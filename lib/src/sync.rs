// Copyright 2025 The Strata Authors
//
// Licensed under the Apache License, Version 2.0 (the "License");
// you may not use this file except in compliance with the License.
// You may obtain a copy of the License at
//
// https://www.apache.org/licenses/LICENSE-2.0
//
// Unless required by applicable law or agreed to in writing, software
// distributed under the License is distributed on an "AS IS" BASIS,
// WITHOUT WARRANTIES OR CONDITIONS OF ANY KIND, either express or implied.
// See the License for the specific language governing permissions and
// limitations under the License.

#![expect(missing_docs)]

//! Backend sync: realizing changes as commit objects.
//!
//! After a mutation, every touched change (and its descendants, whose parent
//! commit ids changed) gets a freshly realized commit id. With a backend
//! attached the id comes from `create_commit`; without one it is synthesized
//! locally as a deterministic content hash, which preserves the stable-id
//! property in a pure-local repository. Backend failures always surface;
//! the engine never silently skips a sync.

use blake2::Blake2b;
use blake2::Digest as _;
use digest::consts::U20;

use crate::backend::BackendCommit;
use crate::backend::Change;
use crate::backend::CommitBackend;
use crate::backend::CommitId;
use crate::backend::FileMap;
use crate::backend::TreeId;
use crate::error::RepoError;
use crate::error::RepoResult;
use crate::graph::ChangeGraph;
use crate::object_id::ObjectId as _;

type Blake2b160 = Blake2b<U20>;

/// Content address of a file map.
pub fn synthesize_tree_id(files: &FileMap) -> TreeId {
    let mut hasher = Blake2b160::new();
    for (path, content) in files {
        hasher.update(path.as_str().as_bytes());
        hasher.update([0]);
        hasher.update((content.len() as u64).to_le_bytes());
        hasher.update(content);
    }
    TreeId::new(hasher.finalize().to_vec())
}

/// Deterministic commit id for a change's current content and parents, used
/// when no backend is attached.
pub fn synthesize_commit_id(change: &Change, parent_commit_ids: &[CommitId]) -> CommitId {
    let mut hasher = Blake2b160::new();
    hasher.update(change.tree.as_bytes());
    hasher.update([0]);
    hasher.update(change.description.as_bytes());
    hasher.update([0]);
    for signature in [&change.author, &change.committer] {
        hasher.update(signature.name.as_bytes());
        hasher.update([0]);
        hasher.update(signature.email.as_bytes());
        hasher.update([0]);
        hasher.update(signature.timestamp.timestamp_millis().to_le_bytes());
    }
    for parent in parent_commit_ids {
        hasher.update(parent.as_bytes());
    }
    CommitId::new(hasher.finalize().to_vec())
}

/// Intercepts change-graph mutations and mirrors them into the commit store.
#[derive(Debug, Default)]
pub struct BackendSyncMiddleware;

impl BackendSyncMiddleware {
    pub fn new() -> Self {
        Self
    }

    /// Realizes commit ids for `mutated` changes and every descendant, in
    /// topological order so each change sees its parents' new commit ids.
    /// Returns the ids of the changes whose commit id was rewritten.
    pub fn sync(
        &self,
        graph: &mut ChangeGraph,
        backend: Option<&dyn CommitBackend>,
        mutated: &[crate::backend::ChangeId],
    ) -> RepoResult<Vec<crate::backend::ChangeId>> {
        let mut affected = vec![];
        for id in mutated {
            for descendant in graph.descendants(id)? {
                if !affected.contains(&descendant) {
                    affected.push(descendant);
                }
            }
        }
        let ordered = graph.topological(&affected);

        if let Some(backend) = backend
            && !ordered.is_empty()
        {
            backend
                .stage_all()
                .map_err(|err| RepoError::BackendSyncFailed { source: err.into() })?;
        }

        let mut synced = vec![];
        for id in ordered {
            let change = graph.get_or_err(&id)?.clone();
            // The root change keeps its zero sentinel.
            if change.is_root() {
                continue;
            }
            let parent_commit_ids: Vec<CommitId> = change
                .parents
                .iter()
                .filter_map(|parent| graph.get(parent))
                .map(|parent| parent.commit_id.clone())
                .filter(|commit_id| !commit_id.is_zero())
                .collect();
            let commit_id = match backend {
                Some(backend) => backend
                    .create_commit(&BackendCommit {
                        message: change.description.clone(),
                        author: change.author.clone(),
                        committer: change.committer.clone(),
                        parents: parent_commit_ids,
                    })
                    .map_err(|err| RepoError::BackendSyncFailed { source: err.into() })?,
                None => synthesize_commit_id(&change, &parent_commit_ids),
            };
            if commit_id != change.commit_id {
                tracing::debug!(change = %change.id, %commit_id, "realized commit");
                graph.set_commit_id(&id, commit_id)?;
                synced.push(id);
            }
        }
        Ok(synced)
    }
}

**EXERCISE AIM**
Output all of the data in full, exactly as given.

**SOLUTION TO THIS EXERCISE**
filename lib/src/sync.rs
// Copyright 2025 The Strata Authors
//
// Licensed under the Apache License, Version 2.0 (the "License");
// you may not use this file except in compliance with the License.
// You may obtain a copy of the License at
//
// https://www.apache.org/licenses/LICENSE-2.0
//
// Unless required by applicable law or agreed to in writing, software
// distributed under the License is distributed on an "AS IS" BASIS,
// WITHOUT WARRANTIES OR CONDITIONS OF ANY KIND, either express or implied.
// See the License for the specific language governing permissions and
// limitations under the License.

#![expect(missing_docs)]

//! Backend sync: realizing changes as commit objects.
//!
//! After a mutation, every touched change (and its descendants, whose parent
//! commit ids changed) gets a freshly realized commit id. With a backend
//! attached the id comes from `create_commit`; without one it is synthesized
//! locally as a deterministic content hash, which preserves the stable-id
//! property in a pure-local repository. Backend failures always surface;
//! the engine never silently skips a sync.

use blake2::Blake2b;
use blake2::Digest as _;
use digest::consts::U20;

use crate::backend::BackendCommit;
use crate::backend::Change;
use crate::backend::CommitBackend;
use crate::backend::CommitId;
use crate::backend::FileMap;
use crate::backend::TreeId;
use crate::error::RepoError;
use crate::error::RepoResult;
use crate::graph::ChangeGraph;
use crate::object_id::ObjectId as _;

type Blake2b160 = Blake2b<U20>;

/// Content address of a file map.
pub fn synthesize_tree_id(files: &FileMap) -> TreeId {
    let mut hasher = Blake2b160::new();
    for (path, content) in files {
        hasher.update(path.as_str().as_bytes());
        hasher.update([0]);
        hasher.update((content.len() as u64).to_le_bytes());
        hasher.update(content);
    }
    TreeId::new(hasher.finalize().to_vec())
}

/// Deterministic commit id for a change's current content and parents, used
/// when no backend is attached.
pub fn synthesize_commit_id(change: &Change, parent_commit_ids: &[CommitId]) -> CommitId {
    let mut hasher = Blake2b160::new();
    hasher.update(change.tree.as_bytes());
    hasher.update([0]);
    hasher.update(change.description.as_bytes());
    hasher.update([0]);
    for signature in [&change.author, &change.committer] {
        hasher.update(signature.name.as_bytes());
        hasher.update([0]);
        hasher.update(signature.email.as_bytes());
        hasher.update([0]);
        hasher.update(signature.timestamp.timestamp_millis().to_le_bytes());
    }
    for parent in parent_commit_ids {
        hasher.update(parent.as_bytes());
    }
    CommitId::new(hasher.finalize().to_vec())
}

/// Intercepts change-graph mutations and mirrors them into the commit store.
#[derive(Debug, Default)]
pub struct BackendSyncMiddleware;

impl BackendSyncMiddleware {
    pub fn new() -> Self {
        Self
    }

    /// Realizes commit ids for `mutated` changes and every descendant, in
    /// topological order so each change sees its parents' new commit ids.
    /// Returns the ids of the changes whose commit id was rewritten.
    pub fn sync(
        &self,
        graph: &mut ChangeGraph,
        backend: Option<&dyn CommitBackend>,
        mutated: &[crate::backend::ChangeId],
    ) -> RepoResult<Vec<crate::backend::ChangeId>> {
        let mut affected = vec![];
        for id in mutated {
            for descendant in graph.descendants(id)? {
                if !affected.contains(&descendant) {
                    affected.push(descendant);
                }
            }
        }
        let ordered = graph.topological(&affected);

        if let Some(backend) = backend
            && !ordered.is_empty()
        {
            backend
                .stage_all()
                .map_err(|err| RepoError::BackendSyncFailed { source: err.into() })?;
        }

        let mut synced = vec![];
        for id in ordered {
            let change = graph.get_or_err(&id)?.clone();
            // The root change keeps its zero sentinel.
            if change.is_root() {
                continue;
            }
            let parent_commit_ids: Vec<CommitId> = change
                .parents
                .iter()
                .filter_map(|parent| graph.get(parent))
                .map(|parent| parent.commit_id.clone())
                .filter(|commit_id| !commit_id.is_zero())
                .collect();
            let commit_id = match backend {
                Some(backend) => backend
                    .create_commit(&BackendCommit {
                        message: change.description.clone(),
                        author: change.author.clone(),
                        committer: change.committer.clone(),
                        parents: parent_commit_ids,
                    })
                    .map_err(|err| RepoError::BackendSyncFailed { source: err.into() })?,
                None => synthesize_commit_id(&change, &parent_commit_ids),
            };
            if commit_id != change.commit_id {
                tracing::debug!(change = %change.id, %commit_id, "realized commit");
                graph.set_commit_id(&id, commit_id)?;
                synced.push(id);
            }
        }
        Ok(synced)
    }
}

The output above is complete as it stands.